Support Schema.org's audio property, NY Times Audum audio recordings.
See original GitHub issueChecklist
- I’m reporting a new site support request
- I’ve verified that I’m running yt-dlp version 2022.02.04. (update instructions)
- I’ve checked that all provided URLs are alive and playable in a browser
- I’ve checked that none of provided URLs violate any copyrights or contain any DRM to the best of my knowledge
- I’ve searched the bugtracker for similar issues including closed ones. DO NOT post duplicates
- I’ve read the guidelines for opening an issue
- I’ve read about sharing account credentials and am willing to share it if required
Region
United States
Example URLs
- Single video: https://www.nytimes.com/2020/10/13/magazine/free-speech.html
- Single video: https://www.nytimes.com/2022/02/15/magazine/anti-ambition-age.html
- Single video: https://www.nytimes.com/2022/02/11/technology/airtags-gps-surveillance.html
More examples can be found with site:nytimes.com audm
.
Description
The New York Times works with Audm in order to get narration for their long-form journalism. yt-dlp
’s generic extractor (--force-generic
) and dedicated NY Times extractor are unable to snag these readings. Luckily, this looks like an issue that would be easy to overcome.

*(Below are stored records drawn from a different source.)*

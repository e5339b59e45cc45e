//! Core query-serving pipeline for semantic product search: request
//! normalization, embedding, vector/fuzzy retrieval, adaptive result
//! improvement, result caching, rate limiting, and the offline
//! baseline/pattern-mining/retention jobs that learn from it over time.
//!
//! This crate defines the pipeline and the storage/embedding capability
//! traits it runs against ([`store::VectorStore`], [`store::ResultCache`],
//! [`store::AnalyticsStore`], [`store::EmbeddingProvider`]); concrete
//! backends live in sibling crates (`search-store-vector`,
//! `search-store-cache`) and are wired in at the edge via
//! [`orchestrator::SearchOrchestratorBuilder`].

pub mod adaptive;
pub mod analytics;
pub mod cache;
pub mod embedding;
pub mod error;
pub mod facets;
pub mod fingerprint;
pub mod intent;
pub mod learning;
pub mod orchestrator;
pub mod ratelimit;
pub mod retention;
pub mod retry;
pub mod store;
pub mod types;

pub use error::{Error, Result};
pub use fingerprint::Fingerprint;
pub use orchestrator::{SearchOrchestrator, SearchOrchestratorBuilder};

Let’s look at a page’s script[type="application/ld+json"]
:
{
"@context": "http://schema.org",
"@type": "NewsArticle",
"description": "When 25 million people leave their jobs, it’s about more than just burnout.",
"image": [
{
"@context": "http://schema.org",
"@type": "ImageObject",
"url": "https://static01.nyt.com/images/2022/02/20/magazine/20mag-intro-03/20mag-intro-03-videoSixteenByNineJumbo1600.jpg",
"height": 900,
"width": 1600
},
{
"@context": "http://schema.org",
"@type": "ImageObject",
"url": "https://static01.nyt.com/images/2022/02/20/magazine/20mag-intro-03/20mag-intro-03-superJumbo.jpg",
"height": 1536,
"width": 2048
},
{
"@context": "http://schema.org",
"@type": "ImageObject",
"url": "https://static01.nyt.com/images/2022/02/20/magazine/20mag-intro-03/20mag-intro-03-mediumSquareAt3X.jpg",
"height": 1800,
"width": 1800
}
],
"mainEntityOfPage": "https://www.nytimes.com/2022/02/15/magazine/anti-ambition-age.html",
"url": "https://www.nytimes.com/2022/02/15/magazine/anti-ambition-age.html",
"inLanguage": "en",
"author": [
{
"@context": "http://schema.org",
"@type": "Person",
"url": "",
"name": "Noreen Malone"
}
],
"dateModified": "2022-02-17T21:14:43.000Z",
"datePublished": "2022-02-15T10:00:15.000Z",
"headline": "The Age of Anti-Ambition",
"audio": [
{
"@id": "https://static.nytimes.com/podcasts/2022/02/15/magazine/15audm-where-we-go-malone/220215-where-we-go-malone-nytmag-audm.mp3"
}
],
"publisher": {
"@id": "https://www.nytimes.com/#publisher"
},
"copyrightHolder": {
"@id": "https://www.nytimes.com/#publisher"
},
"sourceOrganization": {
"@id": "https://www.nytimes.com/#publisher"
},
"copyrightYear": 2022,
"isAccessibleForFree": false,
"hasPart": {
"@type": "WebPageElement",
"isAccessibleForFree": false,
"cssSelector": ".meteredContent"
},
"isPartOf": {
"@type": [
"CreativeWork",
"Product"
],
"name": "The New York Times",
"productID": "nytimes.com:basic"
}
}
The key of most interest to us is audio
:
[
{
"@id": "https://static.nytimes.com/podcasts/2022/02/15/magazine/15audm-where-we-go-malone/220215-where-we-go-malone-nytmag-audm.mp3"
}
]
Schema.org documents the audio property on their site. We should add this to yt-dlp’s JSON-LD utilities so that generic extraction can be better bolstered, and then use it in the NY Times extractor which already understands the necessary metadata.
Verbose log
[debug] Command-line config: ['-vU', 'https://www.nytimes.com/2020/10/13/magazine/free-speech.html']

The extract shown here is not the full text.